The role of TP53 gene mutation is quite intriguing, but the sensitivity and the predictive role of the evaluation of p53 by IHC are not optimal [35]. In fact, in the adjuvant setting the independent unfavorable prognostic role of p53 (IHC) but not of the TP53 [84] was confirmed.

In advanced NSCLC ßTubIII expression may predict response and outcome in patients treated with tubulin-binding agents [24, 85]. High ßTUBIII expression was shown to be an independent adverse predictor of recurrence-free survival [86]. The prognostic value was confirmed retrospectively in patients enrolled in another adjuvant study [72] and more recently in a neo-adjuvant study [108].

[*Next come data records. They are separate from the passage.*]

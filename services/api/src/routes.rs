use axum::http::{header, StatusCode};
use axum::response::IntoResponse;
use axum::routing::get;
use axum::{Extension, Json, Router};
use serde_json::json;

use hireflow::workflows::analytics::analytics_router;
use hireflow::workflows::applications::application_router;
use hireflow::workflows::interviews::interview_router;
use hireflow::workflows::jobs::job_router;
use hireflow::workflows::messaging::message_router;
use hireflow::workflows::PageDefaults;

use crate::infra::{AppState, Services};

/// Compose every workflow router with the operational endpoints.
pub(crate) fn api_routes(services: Services, page_defaults: PageDefaults) -> Router {
    job_router(services.jobs, page_defaults)
        .merge(application_router(services.applications, page_defaults))
        .merge(interview_router(services.interviews))
        .merge(analytics_router(services.analytics))
        .merge(message_router(services.messages))
        .route("/health", get(healthcheck))
        .route("/ready", get(readiness_endpoint))
        .route("/metrics", get(metrics_endpoint))
}

pub(crate) async fn healthcheck() -> Json<serde_json::Value> {
    Json(json!({ "status": "ok" }))
}

pub(crate) async fn readiness_endpoint(Extension(state): Extension<AppState>) -> impl IntoResponse {
    let ready = state.readiness.load(std::sync::atomic::Ordering::Relaxed);
    let status = if ready {
        StatusCode::OK
    } else {
        StatusCode::SERVICE_UNAVAILABLE
    };

    let payload = if ready {
        json!({ "status": "ready" })
    } else {
        json!({ "status": "initializing" })
    };

    (status, Json(payload))
}

pub(crate) async fn metrics_endpoint(Extension(state): Extension<AppState>) -> impl IntoResponse {
    (
        StatusCode::OK,
        [(header::CONTENT_TYPE, "text/plain; version=0.0.4")],
        state.metrics.render(),
    )
}
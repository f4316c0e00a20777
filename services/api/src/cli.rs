use clap::{Args, Parser, Subcommand};
use hireflow::error::AppError;

use crate::demo::run_demo;
use crate::server;

#[derive(Parser, Debug)]
#[command(
    name = "Hireflow",
    about = "Run the recruitment workflow service from the command line",
    version
)]
struct Cli {
    #[command(subcommand)]
    command: Option<Command>,
}

#[derive(Subcommand, Debug)]
enum Command {
    /// Start the HTTP service (default command)
    Serve(ServeArgs),
    /// Walk a hiring pipeline end to end and print the resulting snapshots
    Demo,
}

#[derive(Args, Debug, Default)]
pub(crate) struct ServeArgs {
    /// Override the configured host for the HTTP server
    #[arg(long)]
    pub(crate) host: Option<String>,
    /// Override the configured port for the HTTP server
    #[arg(long)]
    pub(crate) port: Option<u16>,
}

pub(crate) async fn run() -> Result<(), AppError> {
    let cli = Cli::parse();
    let command = cli
        .command
        .unwrap_or_else(|| Command::Serve(ServeArgs::default()));

    match command {
        Command::Serve(args) => server::run(args).await,
        Command::Demo => run_demo(),
    }
}
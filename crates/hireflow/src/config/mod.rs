use std::env;
use std::fmt;
use std::net::{IpAddr, SocketAddr};

/// Distinguishes runtime behavior for different stages of the service.
#[derive(Debug, Clone, Copy, PartialEq, Eq)]
pub enum AppEnvironment {
    Development,
    Test,
    Production,
}

impl AppEnvironment {
    fn from_str(value: &str) -> Self {
        match value.trim().to_ascii_lowercase().as_str() {
            "prod" | "production" => Self::Production,
            "test" | "ci" => Self::Test,
            _ => Self::Development,
        }
    }
}

/// Top-level configuration for the recruitment service.
#[derive(Debug, Clone)]
pub struct AppConfig {
    pub environment: AppEnvironment,
    pub server: ServerConfig,
    pub telemetry: TelemetryConfig,
    pub pagination: PaginationConfig,
}

impl AppConfig {
    pub fn load() -> Result<Self, ConfigError> {
        dotenvy::dotenv().ok();

        let environment = AppEnvironment::from_str(
            &env::var("HIREFLOW_ENV").unwrap_or_else(|_| "development".to_string()),
        );

        let host = env::var("HIREFLOW_HOST").unwrap_or_else(|_| "127.0.0.1".to_string());
        let port = env::var("HIREFLOW_PORT")
            .unwrap_or_else(|_| "3000".to_string())
            .parse::<u16>()
            .map_err(|_| ConfigError::InvalidPort)?;

        let log_level = env::var("HIREFLOW_LOG").unwrap_or_else(|_| "info".to_string());

        let default_page_size = env::var("HIREFLOW_PAGE_SIZE")
            .unwrap_or_else(|_| "20".to_string())
            .parse::<usize>()
            .ok()
            .filter(|size| *size > 0)
            .ok_or(ConfigError::InvalidPageSize)?;

        Ok(Self {
            environment,
            server: ServerConfig { host, port },
            telemetry: TelemetryConfig { log_level },
            pagination: PaginationConfig { default_page_size },
        })
    }
}

/// Settings controlling the HTTP server binding.
#[derive(Debug, Clone)]
pub struct ServerConfig {
    pub host: String,
    pub port: u16,
}

impl ServerConfig {
    pub fn socket_addr(&self) -> Result<SocketAddr, ConfigError> {
        if self.host.eq_ignore_ascii_case("localhost") {
            return Ok(SocketAddr::new(IpAddr::from([127, 0, 0, 1]), self.port));
        }

        let ip: IpAddr = self
            .host
            .parse()
            .map_err(|source| ConfigError::InvalidHost { source })?;

        Ok(SocketAddr::new(ip, self.port))
    }
}

/// Tracing and metrics controls.
#[derive(Debug, Clone)]
pub struct TelemetryConfig {
    pub log_level: String,
}

/// Defaults applied to paged listing endpoints when the caller omits a size.
#[derive(Debug, Clone)]
pub struct PaginationConfig {
    pub default_page_size: usize,
}

#[derive(Debug)]
pub enum ConfigError {
    InvalidPort,
    InvalidPageSize,
    InvalidHost { source: std::net::AddrParseError },
}

impl fmt::Display for ConfigError {
    fn fmt(&self, f: &mut fmt::Formatter<'_>) -> fmt::Result {
        match self {
            ConfigError::InvalidPort => write!(f, "HIREFLOW_PORT must be a valid u16"),
            ConfigError::InvalidPageSize => {
                write!(f, "HIREFLOW_PAGE_SIZE must be a positive integer")
            }
            ConfigError::InvalidHost { .. } => {
                write!(f, "HIREFLOW_HOST must parse to an IPv4 or IPv6 address")
            }
        }
    }
}

impl std::error::Error for ConfigError {
    fn source(&self) -> Option<&(dyn std::error::Error + 'static)> {
        match self {
            ConfigError::InvalidPort | ConfigError::InvalidPageSize => None,
            ConfigError::InvalidHost { source } => Some(source),
        }
    }
}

The upregulation of cyclin-dependent kinase inhibitor 1B, p27 ^Kip1 , leads to de novo resistance to platinum agents with a benefit survival in patients with p27Kip1-negative tumors [27, 73]. Also cyclin D2 has been associated with poor recurrence-free survival in patients in stage III NSCLC treated with surgery with or without adjuvant chemotherapy [49]. It has been observed that in early-stage NSCLC, insulin-like growth factor receptor (IGF1R)/EGFR FISH + and IGF1R/EGFR IHC + were associated with shorter disease-free survival (p = 0.05 and p = 0.05, respectively)[59]. In chemotherapy-naive patients with resected stages I–III NSCLC, a high hepatocyte growth factor receptor (c-MET) was an independent adverse prognostic factor mainly in squamous histotype [31]. Similarly, in patients with early-stage NSCLC, HER2 expression was associated with poorer prognosis especially in stages IB and IIA diseases [104]. New biomarkers are gaining ground as higher expression of CXCR7 that is associated with metastatic progression and poor DFS in patients with stage I NSCLC [41] or as CXCR4 that, if negative, seems to have a possible prognostic significance [93]. Recently, a set of genes with altered methylation status was identified in stage I NSCLCs, some of which associated with survival [18, 57]. Methylated BRCA1 can be a potential biomarker that predicts the prognosis after curative resection of stage I NSCLC [36]. Studies in early-stage NSCLC have reported an association between vascular endothelial growth factor (VEGF) overexpression and progression or poor survival [4, 54].